Work order
All lines from the one containing "fn parse_count(raw: &str)" through the end of the data below are to be transcribed exactly. Leave out the rest.

Records

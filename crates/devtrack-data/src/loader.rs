//! CSV loading for the three input datasets.
//!
//! Every loader is all-or-nothing: a missing file, a missing required column,
//! or a single malformed row aborts the load with an error naming the file
//! and line. Extra columns are ignored.

use std::collections::BTreeSet;
use std::fs::File;
use std::path::{Path, PathBuf};

use chrono::NaiveDate;
use csv::StringRecord;
use devtrack_core::{ContributorRecord, DevtrackError, EventKind, EventRecord, ProjectMeta};

use crate::dates::parse_date;
use crate::tags::{extract_tags, normalize_tags};

/// Cell values treated as an empty tag field.
const NULL_MARKERS: &[&str] = &["none", "nan", "na", "n/a", "null"];

/// The project metadata table together with the selector options derived
/// from it.
///
/// # Examples
///
/// ```
/// use devtrack_core::ProjectMeta;
/// use devtrack_data::loader::MetadataTable;
///
/// let table = MetadataTable::from_rows(vec![
///     ProjectMeta { title: "Uniswap".into(), tags: Some("DeFi, DEX".into()) },
///     ProjectMeta { title: "Aave".into(), tags: None },
/// ]);
/// assert_eq!(table.projects(), ["Aave", "Uniswap"]);
/// assert_eq!(table.tags(), ["DEFI", "DEX"]);
/// ```
#[derive(Debug, Clone)]
pub struct MetadataTable {
    rows: Vec<ProjectMeta>,
    projects: Vec<String>,
    tags: Vec<String>,
}

impl MetadataTable {
    /// Build the table and derive the sorted project list and the
    /// upper-cased tag set.
    pub fn from_rows(rows: Vec<ProjectMeta>) -> Self {
        let projects: BTreeSet<String> = rows.iter().map(|r| r.title.clone()).collect();
        let mut table = Self {
            rows,
            projects: projects.into_iter().collect(),
            tags: Vec::new(),
        };
        table.tags = normalize_tags(extract_tags(table.tag_column()));
        table
    }

    /// Metadata rows in file order.
    pub fn rows(&self) -> &[ProjectMeta] {
        &self.rows
    }

    /// Distinct project titles, sorted.
    pub fn projects(&self) -> &[String] {
        &self.projects
    }

    /// Distinct upper-cased tags, sorted.
    pub fn tags(&self) -> &[String] {
        &self.tags
    }

    /// The raw `tags` column, one entry per row.
    pub fn tag_column(&self) -> impl Iterator<Item = Option<&str>> + '_ {
        self.rows.iter().map(|r| r.tags.as_deref())
    }

    /// Number of metadata rows.
    pub fn len(&self) -> usize {
        self.rows.len()
    }

    /// `true` if the file had no data rows.
    pub fn is_empty(&self) -> bool {
        self.rows.is_empty()
    }
}

/// Load the project metadata file (`title`, `tags`).
///
/// # Errors
///
/// Returns [`DevtrackError::FileNotFound`] if `path` does not exist,
/// [`DevtrackError::MissingColumn`] if either column is absent, and
/// [`DevtrackError::InvalidRow`] for a row with an empty title.
///
/// # Examples
///
/// ```no_run
/// use std::path::Path;
/// use devtrack_data::loader::load_metadata;
///
/// let meta = load_metadata(Path::new("data/2022-10-18-project_df.csv")).unwrap();
/// println!("{} projects, {} tags", meta.projects().len(), meta.tags().len());
/// ```
pub fn load_metadata(path: &Path) -> Result<MetadataTable, DevtrackError> {
    let mut reader = open_reader(path)?;
    let columns = Columns::locate(&mut reader, path, &["title", "tags"])?;

    let mut rows = Vec::new();
    for record in reader.records() {
        let record = record.map_err(|e| csv_error(path, &e))?;
        let row = RowContext::new(path, &record);
        let title = row.title(columns.index(0))?;
        let tags = record
            .get(columns.index(1))
            .map(str::trim)
            .filter(|s| !is_null_marker(s))
            .map(String::from);
        rows.push(ProjectMeta { title, tags });
    }

    tracing::debug!(path = %path.display(), rows = rows.len(), "loaded project metadata");
    Ok(MetadataTable::from_rows(rows))
}

/// Load the monthly contributor stats file (`title`, `date`,
/// `contributor_count`).
///
/// # Errors
///
/// Returns [`DevtrackError::InvalidRow`] for an unparseable date or count,
/// plus the file and column errors described on [`load_metadata`].
pub fn load_contributors(path: &Path) -> Result<Vec<ContributorRecord>, DevtrackError> {
    let mut reader = open_reader(path)?;
    let columns = Columns::locate(&mut reader, path, &["title", "date", "contributor_count"])?;

    let mut rows = Vec::new();
    for record in reader.records() {
        let record = record.map_err(|e| csv_error(path, &e))?;
        let row = RowContext::new(path, &record);
        rows.push(ContributorRecord {
            title: row.title(columns.index(0))?,
            date: row.date(columns.index(1))?,
            contributor_count: row.count(columns.index(2), "contributor_count")?,
        });
    }

    tracing::debug!(path = %path.display(), rows = rows.len(), "loaded contributor stats");
    Ok(rows)
}

/// Load the monthly event counts file (`title`, `date`, `type`,
/// `event_count`), keeping only rows whose `type` is in `kinds`.
///
/// Every row is validated before the kind filter, so a malformed row fails
/// the load even when its kind would have been dropped. Rows with a `type`
/// outside the recognized [`EventKind`] set are skipped.
///
/// # Errors
///
/// Same as [`load_contributors`].
///
/// # Examples
///
/// ```no_run
/// use std::path::Path;
/// use devtrack_core::EventKind;
/// use devtrack_data::loader::load_events;
///
/// let events = load_events(
///     Path::new("data/2022-10-18-gharchive_event_counts_by_month.csv"),
///     &EventKind::DEFAULT_SET,
/// )
/// .unwrap();
/// assert!(events.iter().all(|e| EventKind::DEFAULT_SET.contains(&e.kind)));
/// ```
pub fn load_events(path: &Path, kinds: &[EventKind]) -> Result<Vec<EventRecord>, DevtrackError> {
    let mut reader = open_reader(path)?;
    let columns = Columns::locate(&mut reader, path, &["title", "date", "type", "event_count"])?;

    let mut rows = Vec::new();
    let mut unrecognized = 0usize;
    for record in reader.records() {
        let record = record.map_err(|e| csv_error(path, &e))?;
        let row = RowContext::new(path, &record);
        let title = row.title(columns.index(0))?;
        let date = row.date(columns.index(1))?;
        let event_count = row.count(columns.index(3), "event_count")?;

        let Ok(kind) = row.field(columns.index(2)).parse::<EventKind>() else {
            unrecognized += 1;
            continue;
        };
        if kinds.contains(&kind) {
            rows.push(EventRecord {
                title,
                date,
                kind,
                event_count,
            });
        }
    }

    if unrecognized > 0 {
        tracing::debug!(
            path = %path.display(),
            skipped = unrecognized,
            "skipped rows with unrecognized event types"
        );
    }
    tracing::debug!(path = %path.display(), rows = rows.len(), "loaded event counts");
    Ok(rows)
}

fn open_reader(path: &Path) -> Result<csv::Reader<File>, DevtrackError> {
    if !path.exists() {
        return Err(DevtrackError::FileNotFound(path.to_path_buf()));
    }
    csv::ReaderBuilder::new()
        .has_headers(true)
        .from_path(path)
        .map_err(|e| csv_error(path, &e))
}

fn csv_error(path: &Path, err: &csv::Error) -> DevtrackError {
    DevtrackError::Csv {
        path: path.to_path_buf(),
        message: err.to_string(),
    }
}

fn is_null_marker(cell: &str) -> bool {
    cell.is_empty() || NULL_MARKERS.iter().any(|m| cell.eq_ignore_ascii_case(m))
}

/// Header positions of the required columns, in request order.
struct Columns(Vec<usize>);

impl Columns {
    fn locate(
        reader: &mut csv::Reader<File>,
        path: &Path,
        required: &[&str],
    ) -> Result<Self, DevtrackError> {
        let headers = reader.headers().map_err(|e| csv_error(path, &e))?.clone();
        let mut indices = Vec::with_capacity(required.len());
        for name in required {
            let idx = headers
                .iter()
                .position(|h| h.trim() == *name)
                .ok_or_else(|| DevtrackError::MissingColumn {
                    path: path.to_path_buf(),
                    column: (*name).to_string(),
                })?;
            indices.push(idx);
        }
        Ok(Self(indices))
    }

    fn index(&self, n: usize) -> usize {
        self.0[n]
    }
}

struct RowContext<'a> {
    path: &'a Path,
    record: &'a StringRecord,
}

impl<'a> RowContext<'a> {
    fn new(path: &'a Path, record: &'a StringRecord) -> Self {
        Self { path, record }
    }

    fn field(&self, idx: usize) -> &'a str {
        self.record.get(idx).unwrap_or_default().trim()
    }

    fn invalid(&self, message: String) -> DevtrackError {
        DevtrackError::InvalidRow {
            path: PathBuf::from(self.path),
            line: self.record.position().map_or(0, |p| p.line()),
            message,
        }
    }

    fn title(&self, idx: usize) -> Result<String, DevtrackError> {
        let title = self.field(idx);
        if title.is_empty() {
            return Err(self.invalid("empty `title`".into()));
        }
        Ok(title.to_string())
    }

    fn date(&self, idx: usize) -> Result<NaiveDate, DevtrackError> {
        let raw = self.field(idx);
        parse_date(raw).ok_or_else(|| self.invalid(format!("unparseable date `{raw}`")))
    }

    fn count(&self, idx: usize, column: &str) -> Result<u64, DevtrackError> {
        let raw = self.field(idx);
        parse_count(raw).ok_or_else(|| self.invalid(format!("invalid `{column}` value `{raw}`")))
    }
}

/// Parse a non-negative integer count, accepting integral floats (`5.0`)
/// as written by dataframe exports.
fn parse_count(raw: &str) -> Option<u64> {
    if let Ok(n) = raw.parse::<u64>() {
        return Some(n);
    }
    let f = raw.parse::<f64>().ok()?;
    if f.is_finite() && f >= 0.0 && f.fract() == 0.0 && f <= u64::MAX as f64 {
        Some(f as u64)
    } else {
        None
    }
}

Task response
fn parse_count(raw: &str) -> Option<u64> {
    if let Ok(n) = raw.parse::<u64>() {
        return Some(n);
    }
    let f = raw.parse::<f64>().ok()?;
    if f.is_finite() && f >= 0.0 && f.fract() == 0.0 && f <= u64::MAX as f64 {
        Some(f as u64)
    } else {
        None
    }
}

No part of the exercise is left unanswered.